Because the dissent in Briggs argued that the prosecutor should be afforded absolute immunity as a witness, the majority also dealt with this point. First, it stated that under the circumstances under which the prosecutor was called to testify and the manner in which he was examined, it thought that the record raised no issue of witness immunity; and moreover the district court had certified no question of witness immunity when it certified the question of prosecutorial immunity. But it went on to say that a question of witness immunity in an action under § 1983 raised a question of federal common law and that:

[I]t is far from clear that . ' . .a witness should enjoy the same measure of immunity, regardless of whether the wrong of which he is accused rises to *112constitutional dimension.

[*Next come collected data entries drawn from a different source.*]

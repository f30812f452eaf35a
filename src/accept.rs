//! Accept header parsing

use std::convert::Infallible;
use std::fmt;
use std::str::FromStr;

use crate::config::NegotiationConfig;
use crate::media_range::MediaRange;
use crate::parser;
use crate::ranking;

/// Represents an Accept header as media ranges ranked from most to least
/// preferred.
#[derive(Debug, Clone, PartialEq)]
#[cfg_attr(feature = "serde", derive(serde::Serialize))]
#[cfg_attr(feature = "serde", serde(transparent))]
pub struct AcceptHeader {
	media_ranges: Vec<MediaRange>,
	#[cfg_attr(feature = "serde", serde(skip))]
	reject_zero_quality: bool,
}

impl AcceptHeader {
	/// Parses an Accept header string into an AcceptHeader struct
	///
	/// Malformed clauses are dropped; an empty header accepts everything.
	///
	/// # Examples
	///
	/// ```
	/// use reinhardt_accept::AcceptHeader;
	///
	/// let accept = AcceptHeader::parse("text/html;q=0.9, application/json");
	/// assert_eq!(accept.len(), 2);
	/// // Sorted by quality
	/// assert_eq!(accept.media_ranges()[0].subtype, "json");
	/// assert_eq!(accept.media_ranges()[1].quality, 0.9);
	///
	/// let any = AcceptHeader::parse("");
	/// assert_eq!(any.len(), 1);
	/// assert!(any.media_ranges()[0].is_wildcard());
	/// ```
	pub fn parse(header: &str) -> Self {
		Self::parse_with(header, &NegotiationConfig::default())
	}

	/// Parses an Accept header using the given settings.
	pub fn parse_with(header: &str, config: &NegotiationConfig) -> Self {
		let mut media_ranges = parser::parse_media_ranges(header, config.max_media_ranges());
		ranking::rank(&mut media_ranges);

		Self {
			media_ranges,
			reject_zero_quality: config.reject_zero_quality(),
		}
	}

	/// Ranked media ranges, most preferred first.
	pub fn media_ranges(&self) -> &[MediaRange] {
		&self.media_ranges
	}

	/// Iterates over the ranked media ranges.
	pub fn iter(&self) -> std::slice::Iter<'_, MediaRange> {
		self.media_ranges.iter()
	}

	pub fn len(&self) -> usize {
		self.media_ranges.len()
	}

	pub fn is_empty(&self) -> bool {
		self.media_ranges.is_empty()
	}

	/// Checks whether a single media type is acceptable at all.
	///
	/// # Examples
	///
	/// ```
	/// use reinhardt_accept::AcceptHeader;
	///
	/// let accept = AcceptHeader::parse("text/html, application/xml;q=0.9");
	/// assert!(accept.accepts("text/html"));
	/// assert!(accept.accepts("text"));
	/// assert!(accept.accepts("*/xml"));
	/// assert!(!accept.accepts("image/png"));
	/// assert!(!accept.accepts(""));
	/// ```
	pub fn accepts(&self, candidate: &str) -> bool {
		let candidate = MediaRange::from_candidate(candidate);
		self.acceptable().any(|range| range.matches(&candidate))
	}

	/// Picks the best candidate for this header.
	///
	/// Preferences are tried in rank order; for each one the candidates are
	/// scanned in the order given and the first match wins. The winning
	/// candidate is returned exactly as passed in.
	///
	/// # Examples
	///
	/// ```
	/// use reinhardt_accept::AcceptHeader;
	///
	/// let accept = AcceptHeader::parse("text/html, application/xhtml+xml, */*;q=0.8");
	/// assert_eq!(accept.negotiate(&["image/png", "text/html"]), Some("text/html"));
	/// assert_eq!(accept.negotiate(&["image/png", "image/jpeg"]), Some("image/png"));
	///
	/// let strict = AcceptHeader::parse("application/json");
	/// assert_eq!(strict.negotiate(&["text/html"]), None);
	/// ```
	pub fn negotiate<'a, S: AsRef<str>>(&self, candidates: &'a [S]) -> Option<&'a str> {
		let available = parse_candidates(candidates);
		self.best_match_position(&available)
			.map(|position| candidates[position].as_ref())
	}

	/// Finds the best matching media type from available options
	///
	/// # Examples
	///
	/// ```
	/// use reinhardt_accept::{AcceptHeader, MediaRange};
	///
	/// let accept = AcceptHeader::parse("application/json, text/html");
	/// let available = vec![
	///     MediaRange::new("text", "html"),
	///     MediaRange::new("application", "xml"),
	/// ];
	/// let best = accept.find_best_match(&available);
	/// assert_eq!(best.map(|m| m.subtype.as_str()), Some("html"));
	///
	/// let no_match = AcceptHeader::parse("application/json");
	/// assert!(no_match.find_best_match(&available).is_none());
	/// ```
	pub fn find_best_match<'a>(&self, available: &'a [MediaRange]) -> Option<&'a MediaRange> {
		self.best_match_position(available)
			.map(|position| &available[position])
	}

	/// Finds every acceptable candidate, ordered by the preference that first
	/// selects it. Each candidate appears at most once.
	///
	/// # Examples
	///
	/// ```
	/// use reinhardt_accept::AcceptHeader;
	///
	/// let accept = AcceptHeader::parse("text/*;q=0.5, application/json");
	/// let matches = accept.find_all_matches(&["text/plain", "image/png", "application/json"]);
	/// assert_eq!(matches, ["application/json", "text/plain"]);
	/// ```
	pub fn find_all_matches<'a, S: AsRef<str>>(&self, candidates: &'a [S]) -> Vec<&'a str> {
		let available = parse_candidates(candidates);
		let mut taken = vec![false; available.len()];
		let mut matches = Vec::new();

		for range in self.acceptable() {
			for (position, candidate) in available.iter().enumerate() {
				if !taken[position] && range.matches(candidate) {
					taken[position] = true;
					matches.push(candidates[position].as_ref());
				}
			}
		}

		matches
	}

	/// Returns the quality of the highest-ranked preference matching the
	/// candidate, or `None` when it is not acceptable.
	///
	/// # Examples
	///
	/// ```
	/// use reinhardt_accept::AcceptHeader;
	///
	/// let accept = AcceptHeader::parse("text/html, */*;q=0.1");
	/// assert_eq!(accept.quality_of("text/html"), Some(1.0));
	/// assert_eq!(accept.quality_of("image/png"), Some(0.1));
	/// ```
	pub fn quality_of(&self, candidate: &str) -> Option<f32> {
		let candidate = MediaRange::from_candidate(candidate);
		self.acceptable()
			.find(|range| range.matches(&candidate))
			.map(|range| range.quality)
	}

	/// Ranges that take part in matching.
	fn acceptable(&self) -> impl Iterator<Item = &MediaRange> {
		let reject_zero_quality = self.reject_zero_quality;
		self.media_ranges
			.iter()
			.filter(move |range| !(reject_zero_quality && range.quality == 0.0))
	}

	fn best_match_position(&self, available: &[MediaRange]) -> Option<usize> {
		for range in self.acceptable() {
			if let Some(position) = available.iter().position(|candidate| range.matches(candidate)) {
				tracing::trace!(
					preference = %range,
					candidate = %available[position],
					"Negotiated media type"
				);
				return Some(position);
			}
		}
		None
	}
}

fn parse_candidates<S: AsRef<str>>(candidates: &[S]) -> Vec<MediaRange> {
	candidates
		.iter()
		.map(|candidate| MediaRange::from_candidate(candidate.as_ref()))
		.collect()
}

impl<'a> IntoIterator for &'a AcceptHeader {
	type Item = &'a MediaRange;
	type IntoIter = std::slice::Iter<'a, MediaRange>;

	fn into_iter(self) -> Self::IntoIter {
		self.iter()
	}
}

impl fmt::Display for AcceptHeader {
	fn fmt(&self, f: &mut fmt::Formatter<'_>) -> fmt::Result {
		for (index, range) in self.media_ranges.iter().enumerate() {
			if index > 0 {
				f.write_str(", ")?;
			}
			write!(f, "{}", range)?;
		}
		Ok(())
	}
}

impl FromStr for AcceptHeader {
	type Err = Infallible;

	fn from_str(s: &str) -> Result<Self, Self::Err> {
		Ok(Self::parse(s))
	}
}

#[cfg(test)]
mod tests {
	use super::*;
	use rstest::rstest;

	#[rstest]
	fn test_parse_ranks_by_quality_then_specificity() {
		let accept = AcceptHeader::parse("text/*;q=0.9, */*, text/html;q=0.9, application/json");
		let ranked: Vec<String> = accept.iter().map(ToString::to_string).collect();
		assert_eq!(
			ranked,
			["application/json", "*/*", "text/html;q=0.9", "text/*;q=0.9"]
		);
	}

	#[rstest]
	fn test_find_best_match_prefers_header_rank_over_offer_order() {
		let accept = AcceptHeader::parse("application/json;q=0.5, text/html");
		let available = vec![
			MediaRange::new("application", "json"),
			MediaRange::new("text", "html"),
			MediaRange::new("application", "xml"),
		];
		let best = accept.find_best_match(&available);
		assert_eq!(best.map(MediaRange::essence).as_deref(), Some("text/html"));
	}

	#[rstest]
	fn test_negotiate_returns_candidate_verbatim() {
		let accept = AcceptHeader::parse("text/html");
		let candidates = vec!["TEXT/ ".to_string(), "text/html".to_string()];
		assert_eq!(accept.negotiate(&candidates), Some("TEXT/ "));
	}

	#[rstest]
	fn test_negotiate_without_candidates() {
		let accept = AcceptHeader::parse("text/html");
		let candidates: [&str; 0] = [];
		assert_eq!(accept.negotiate(&candidates), None);
	}

	#[rstest]
	fn test_empty_candidate_is_distinguishable_from_no_match() {
		let accept = AcceptHeader::parse("");
		assert_eq!(accept.negotiate(&[""]), Some(""));
		assert_eq!(AcceptHeader::parse("text/html").negotiate(&[""]), None);
	}

	#[rstest]
	fn test_zero_quality_matches_by_default() {
		let accept = AcceptHeader::parse("text/html;q=0");
		assert!(accept.accepts("text/html"));
		assert_eq!(accept.quality_of("text/html"), Some(0.0));
	}

	#[rstest]
	fn test_reject_zero_quality() {
		let config = NegotiationConfig::default().with_reject_zero_quality(true);
		let accept = AcceptHeader::parse_with("text/html;q=0, */*;q=0.1", &config);
		assert_eq!(accept.len(), 2);
		assert!(accept.accepts("text/html"));
		assert_eq!(accept.quality_of("text/html"), Some(0.1));

		let accept = AcceptHeader::parse_with("text/html;q=0", &config);
		assert!(!accept.accepts("text/html"));
		assert_eq!(accept.negotiate(&["text/html"]), None);
	}

	#[rstest]
	fn test_display() {
		let accept = AcceptHeader::parse("text/html;q=0.9, application/json;v=2");
		assert_eq!(accept.to_string(), "application/json;v=2, text/html;q=0.9");
	}

	#[rstest]
	fn test_from_str() {
		let accept: AcceptHeader = "text/plain".parse().unwrap();
		assert!(accept.accepts("text/plain"));
	}

	#[rstest]
	fn test_iterates_in_rank_order() {
		let accept = AcceptHeader::parse("*/*, text/*, text/plain");
		let essences: Vec<String> = accept.iter().map(MediaRange::essence).collect();
		assert_eq!(essences, ["text/plain", "text/*", "*/*"]);
		assert_eq!((&accept).into_iter().count(), 3);
	}

	#[cfg(feature = "serde")]
	#[rstest]
	fn test_serialize_as_list() {
		let accept = AcceptHeader::parse("text/html;q=0.5");
		let json = serde_json::to_value(&accept).unwrap();
		assert_eq!(json[0]["type"], "text");
		assert_eq!(json[0]["quality"], 0.5);
	}
}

Whatever the precise nature of the immunity accorded to witnesses at common law, that immunity applies without distinction to any individual serving as a witness in a judicial proceeding. On the other hand, where a constitutional infringement is alleged, the defendant-witness will almost invariably be a Government official. (At minimum, the “under color of law” requirement will assure some direct government involvement in the challenged testimony.) This is a crucial difference. Policy considerations counselling the insulation of private citizens from civil liability arising from their performance as witnesses do not apply with equal force when a complaint charges that constitutional rights have been violated by a public employee operating from the witness stand. (Emphasis in original.)

186 U.S.App.D.C. at 197, 569 F.2d at 28. See Hilliard v. Williams, 516 F.2d 1344, 1349 (6 Cir. 1975), vacated on other grounds, 424 U.S. 961, 96 S.Ct. 1453, 41 L.Ed.2d 729 (1976), affirmed, 540 F.2d 220 (6 Cir. 1976) (police officer held liable under § 1983 for giving misleading testimony in homicide trial).

The quoted comments identify a relevant and pertinent consideration not even mentioned in the majority’s opinion. It may well be that, in balancing the inhibiting effect of possible harassment of civil suits on the performance of official duties by a government witness against a private citizen’s right to redress a denial of constitutional right, the fact that the plaintiff seeks to redress a constitutional tort may tip the balance against absolute witness immunity. For it may well be concluded that the criminal penalties for perjury should not alone be deemed a sufficient safeguard to prevent the constitutional tort resulting from perjury by a witness testifying in a governmental capacity. And I question whether a witness willing to commit perjury and to risk prosecution would actually be deterred by the threat of a civil suit. These are problems that I find difficult to resolve. Certainly the majority does not persuade me that they are resolved correctly.

For the same reason, I regret that counsel were required to file supplemental briefs on the question of the immunity of a witness to civil suit and to reargue their case, when they correctly perceived that the sole issue before us was one of whether the claims were stale.